_Activity:_ Print the listing below again. Change nothing.

_Available data:_
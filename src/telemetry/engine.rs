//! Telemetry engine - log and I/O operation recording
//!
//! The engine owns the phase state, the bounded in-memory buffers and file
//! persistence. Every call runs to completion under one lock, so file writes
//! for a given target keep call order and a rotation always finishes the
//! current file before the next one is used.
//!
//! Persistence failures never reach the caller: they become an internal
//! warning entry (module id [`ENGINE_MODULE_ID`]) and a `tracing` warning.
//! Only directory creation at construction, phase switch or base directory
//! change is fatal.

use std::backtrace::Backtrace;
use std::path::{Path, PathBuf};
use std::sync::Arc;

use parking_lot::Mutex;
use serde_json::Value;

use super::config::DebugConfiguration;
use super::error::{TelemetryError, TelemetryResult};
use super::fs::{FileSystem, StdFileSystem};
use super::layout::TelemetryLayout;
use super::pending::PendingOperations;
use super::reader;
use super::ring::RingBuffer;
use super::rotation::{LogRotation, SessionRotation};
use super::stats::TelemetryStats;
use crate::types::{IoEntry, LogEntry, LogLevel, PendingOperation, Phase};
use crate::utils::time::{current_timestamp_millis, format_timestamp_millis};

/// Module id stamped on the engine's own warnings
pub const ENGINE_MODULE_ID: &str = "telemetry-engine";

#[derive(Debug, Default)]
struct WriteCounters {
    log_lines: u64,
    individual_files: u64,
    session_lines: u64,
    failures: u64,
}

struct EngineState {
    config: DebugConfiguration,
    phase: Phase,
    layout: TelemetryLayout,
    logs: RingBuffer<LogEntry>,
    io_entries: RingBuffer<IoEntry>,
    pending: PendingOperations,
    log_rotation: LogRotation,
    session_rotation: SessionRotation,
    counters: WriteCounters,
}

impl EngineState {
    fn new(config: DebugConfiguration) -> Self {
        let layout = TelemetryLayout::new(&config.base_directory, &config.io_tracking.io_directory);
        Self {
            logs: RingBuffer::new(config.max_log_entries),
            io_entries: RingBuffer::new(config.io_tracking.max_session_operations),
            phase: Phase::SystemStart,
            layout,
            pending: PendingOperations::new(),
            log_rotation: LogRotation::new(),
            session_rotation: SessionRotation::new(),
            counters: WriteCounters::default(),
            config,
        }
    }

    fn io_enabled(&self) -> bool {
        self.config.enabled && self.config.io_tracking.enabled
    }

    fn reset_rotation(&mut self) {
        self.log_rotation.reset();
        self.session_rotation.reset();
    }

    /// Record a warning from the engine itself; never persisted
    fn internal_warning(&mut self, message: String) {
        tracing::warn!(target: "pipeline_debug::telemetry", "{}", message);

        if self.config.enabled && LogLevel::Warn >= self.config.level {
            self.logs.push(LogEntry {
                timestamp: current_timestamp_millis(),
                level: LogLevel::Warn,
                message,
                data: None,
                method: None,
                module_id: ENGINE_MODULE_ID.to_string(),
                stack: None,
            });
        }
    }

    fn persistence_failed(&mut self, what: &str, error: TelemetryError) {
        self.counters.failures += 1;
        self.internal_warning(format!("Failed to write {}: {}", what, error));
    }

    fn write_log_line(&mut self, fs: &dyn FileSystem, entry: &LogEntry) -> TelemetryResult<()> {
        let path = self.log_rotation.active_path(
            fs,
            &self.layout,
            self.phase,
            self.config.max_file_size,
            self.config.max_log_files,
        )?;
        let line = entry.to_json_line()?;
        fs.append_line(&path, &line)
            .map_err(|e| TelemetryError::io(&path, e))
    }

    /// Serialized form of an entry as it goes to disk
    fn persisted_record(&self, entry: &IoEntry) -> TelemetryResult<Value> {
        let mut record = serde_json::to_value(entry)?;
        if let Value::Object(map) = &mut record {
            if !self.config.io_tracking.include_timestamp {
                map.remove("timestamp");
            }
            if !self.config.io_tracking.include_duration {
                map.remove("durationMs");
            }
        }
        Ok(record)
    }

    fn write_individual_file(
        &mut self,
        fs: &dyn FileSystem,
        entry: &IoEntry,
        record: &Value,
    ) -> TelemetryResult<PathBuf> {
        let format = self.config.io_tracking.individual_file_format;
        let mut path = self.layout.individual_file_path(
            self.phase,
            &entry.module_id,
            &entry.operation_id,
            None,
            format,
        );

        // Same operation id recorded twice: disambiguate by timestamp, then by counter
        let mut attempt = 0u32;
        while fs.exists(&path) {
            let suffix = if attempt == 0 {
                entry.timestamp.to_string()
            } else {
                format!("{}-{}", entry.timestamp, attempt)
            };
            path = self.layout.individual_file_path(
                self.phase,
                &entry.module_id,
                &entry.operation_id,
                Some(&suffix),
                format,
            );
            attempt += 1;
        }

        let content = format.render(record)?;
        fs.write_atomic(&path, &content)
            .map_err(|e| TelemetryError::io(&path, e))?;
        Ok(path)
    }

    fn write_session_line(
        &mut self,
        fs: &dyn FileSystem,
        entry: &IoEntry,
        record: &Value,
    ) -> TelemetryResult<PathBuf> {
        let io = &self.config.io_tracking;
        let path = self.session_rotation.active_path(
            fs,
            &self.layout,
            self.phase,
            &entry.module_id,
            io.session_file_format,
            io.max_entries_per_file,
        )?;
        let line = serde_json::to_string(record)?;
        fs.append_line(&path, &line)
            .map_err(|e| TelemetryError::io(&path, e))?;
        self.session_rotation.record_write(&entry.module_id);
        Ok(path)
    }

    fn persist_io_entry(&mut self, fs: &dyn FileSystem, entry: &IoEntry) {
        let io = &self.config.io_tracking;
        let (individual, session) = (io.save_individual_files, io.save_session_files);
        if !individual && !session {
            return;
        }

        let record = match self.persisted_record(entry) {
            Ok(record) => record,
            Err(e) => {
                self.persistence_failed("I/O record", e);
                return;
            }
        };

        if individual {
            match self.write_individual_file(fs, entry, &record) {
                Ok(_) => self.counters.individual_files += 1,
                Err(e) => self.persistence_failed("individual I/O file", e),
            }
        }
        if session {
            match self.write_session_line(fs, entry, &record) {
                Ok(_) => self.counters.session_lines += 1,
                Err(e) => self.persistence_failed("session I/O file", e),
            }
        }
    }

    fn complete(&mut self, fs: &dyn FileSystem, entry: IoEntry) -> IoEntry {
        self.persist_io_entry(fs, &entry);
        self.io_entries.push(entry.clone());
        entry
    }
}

_Exercise solution:_
filename src/telemetry/engine.rs
//! Telemetry engine - log and I/O operation recording
//!
//! The engine owns the phase state, the bounded in-memory buffers and file
//! persistence. Every call runs to completion under one lock, so file writes
//! for a given target keep call order and a rotation always finishes the
//! current file before the next one is used.
//!
//! Persistence failures never reach the caller: they become an internal
//! warning entry (module id [`ENGINE_MODULE_ID`]) and a `tracing` warning.
//! Only directory creation at construction, phase switch or base directory
//! change is fatal.

use std::backtrace::Backtrace;
use std::path::{Path, PathBuf};
use std::sync::Arc;

use parking_lot::Mutex;
use serde_json::Value;

use super::config::DebugConfiguration;
use super::error::{TelemetryError, TelemetryResult};
use super::fs::{FileSystem, StdFileSystem};
use super::layout::TelemetryLayout;
use super::pending::PendingOperations;
use super::reader;
use super::ring::RingBuffer;
use super::rotation::{LogRotation, SessionRotation};
use super::stats::TelemetryStats;
use crate::types::{IoEntry, LogEntry, LogLevel, PendingOperation, Phase};
use crate::utils::time::{current_timestamp_millis, format_timestamp_millis};

/// Module id stamped on the engine's own warnings
pub const ENGINE_MODULE_ID: &str = "telemetry-engine";

#[derive(Debug, Default)]
struct WriteCounters {
    log_lines: u64,
    individual_files: u64,
    session_lines: u64,
    failures: u64,
}

struct EngineState {
    config: DebugConfiguration,
    phase: Phase,
    layout: TelemetryLayout,
    logs: RingBuffer<LogEntry>,
    io_entries: RingBuffer<IoEntry>,
    pending: PendingOperations,
    log_rotation: LogRotation,
    session_rotation: SessionRotation,
    counters: WriteCounters,
}

impl EngineState {
    fn new(config: DebugConfiguration) -> Self {
        let layout = TelemetryLayout::new(&config.base_directory, &config.io_tracking.io_directory);
        Self {
            logs: RingBuffer::new(config.max_log_entries),
            io_entries: RingBuffer::new(config.io_tracking.max_session_operations),
            phase: Phase::SystemStart,
            layout,
            pending: PendingOperations::new(),
            log_rotation: LogRotation::new(),
            session_rotation: SessionRotation::new(),
            counters: WriteCounters::default(),
            config,
        }
    }

    fn io_enabled(&self) -> bool {
        self.config.enabled && self.config.io_tracking.enabled
    }

    fn reset_rotation(&mut self) {
        self.log_rotation.reset();
        self.session_rotation.reset();
    }

    /// Record a warning from the engine itself; never persisted
    fn internal_warning(&mut self, message: String) {
        tracing::warn!(target: "pipeline_debug::telemetry", "{}", message);

        if self.config.enabled && LogLevel::Warn >= self.config.level {
            self.logs.push(LogEntry {
                timestamp: current_timestamp_millis(),
                level: LogLevel::Warn,
                message,
                data: None,
                method: None,
                module_id: ENGINE_MODULE_ID.to_string(),
                stack: None,
            });
        }
    }

    fn persistence_failed(&mut self, what: &str, error: TelemetryError) {
        self.counters.failures += 1;
        self.internal_warning(format!("Failed to write {}: {}", what, error));
    }

    fn write_log_line(&mut self, fs: &dyn FileSystem, entry: &LogEntry) -> TelemetryResult<()> {
        let path = self.log_rotation.active_path(
            fs,
            &self.layout,
            self.phase,
            self.config.max_file_size,
            self.config.max_log_files,
        )?;
        let line = entry.to_json_line()?;
        fs.append_line(&path, &line)
            .map_err(|e| TelemetryError::io(&path, e))
    }

    /// Serialized form of an entry as it goes to disk
    fn persisted_record(&self, entry: &IoEntry) -> TelemetryResult<Value> {
        let mut record = serde_json::to_value(entry)?;
        if let Value::Object(map) = &mut record {
            if !self.config.io_tracking.include_timestamp {
                map.remove("timestamp");
            }
            if !self.config.io_tracking.include_duration {
                map.remove("durationMs");
            }
        }
        Ok(record)
    }

    fn write_individual_file(
        &mut self,
        fs: &dyn FileSystem,
        entry: &IoEntry,
        record: &Value,
    ) -> TelemetryResult<PathBuf> {
        let format = self.config.io_tracking.individual_file_format;
        let mut path = self.layout.individual_file_path(
            self.phase,
            &entry.module_id,
            &entry.operation_id,
            None,
            format,
        );

        // Same operation id recorded twice: disambiguate by timestamp, then by counter
        let mut attempt = 0u32;
        while fs.exists(&path) {
            let suffix = if attempt == 0 {
                entry.timestamp.to_string()
            } else {
                format!("{}-{}", entry.timestamp, attempt)
            };
            path = self.layout.individual_file_path(
                self.phase,
                &entry.module_id,
                &entry.operation_id,
                Some(&suffix),
                format,
            );
            attempt += 1;
        }

        let content = format.render(record)?;
        fs.write_atomic(&path, &content)
            .map_err(|e| TelemetryError::io(&path, e))?;
        Ok(path)
    }

    fn write_session_line(
        &mut self,
        fs: &dyn FileSystem,
        entry: &IoEntry,
        record: &Value,
    ) -> TelemetryResult<PathBuf> {
        let io = &self.config.io_tracking;
        let path = self.session_rotation.active_path(
            fs,
            &self.layout,
            self.phase,
            &entry.module_id,
            io.session_file_format,
            io.max_entries_per_file,
        )?;
        let line = serde_json::to_string(record)?;
        fs.append_line(&path, &line)
            .map_err(|e| TelemetryError::io(&path, e))?;
        self.session_rotation.record_write(&entry.module_id);
        Ok(path)
    }

    fn persist_io_entry(&mut self, fs: &dyn FileSystem, entry: &IoEntry) {
        let io = &self.config.io_tracking;
        let (individual, session) = (io.save_individual_files, io.save_session_files);
        if !individual && !session {
            return;
        }

        let record = match self.persisted_record(entry) {
            Ok(record) => record,
            Err(e) => {
                self.persistence_failed("I/O record", e);
                return;
            }
        };

        if individual {
            match self.write_individual_file(fs, entry, &record) {
                Ok(_) => self.counters.individual_files += 1,
                Err(e) => self.persistence_failed("individual I/O file", e),
            }
        }
        if session {
            match self.write_session_line(fs, entry, &record) {
                Ok(_) => self.counters.session_lines += 1,
                Err(e) => self.persistence_failed("session I/O file", e),
            }
        }
    }

    fn complete(&mut self, fs: &dyn FileSystem, entry: IoEntry) -> IoEntry {
        self.persist_io_entry(fs, &entry);
        self.io_entries.push(entry.clone());
        entry
    }
}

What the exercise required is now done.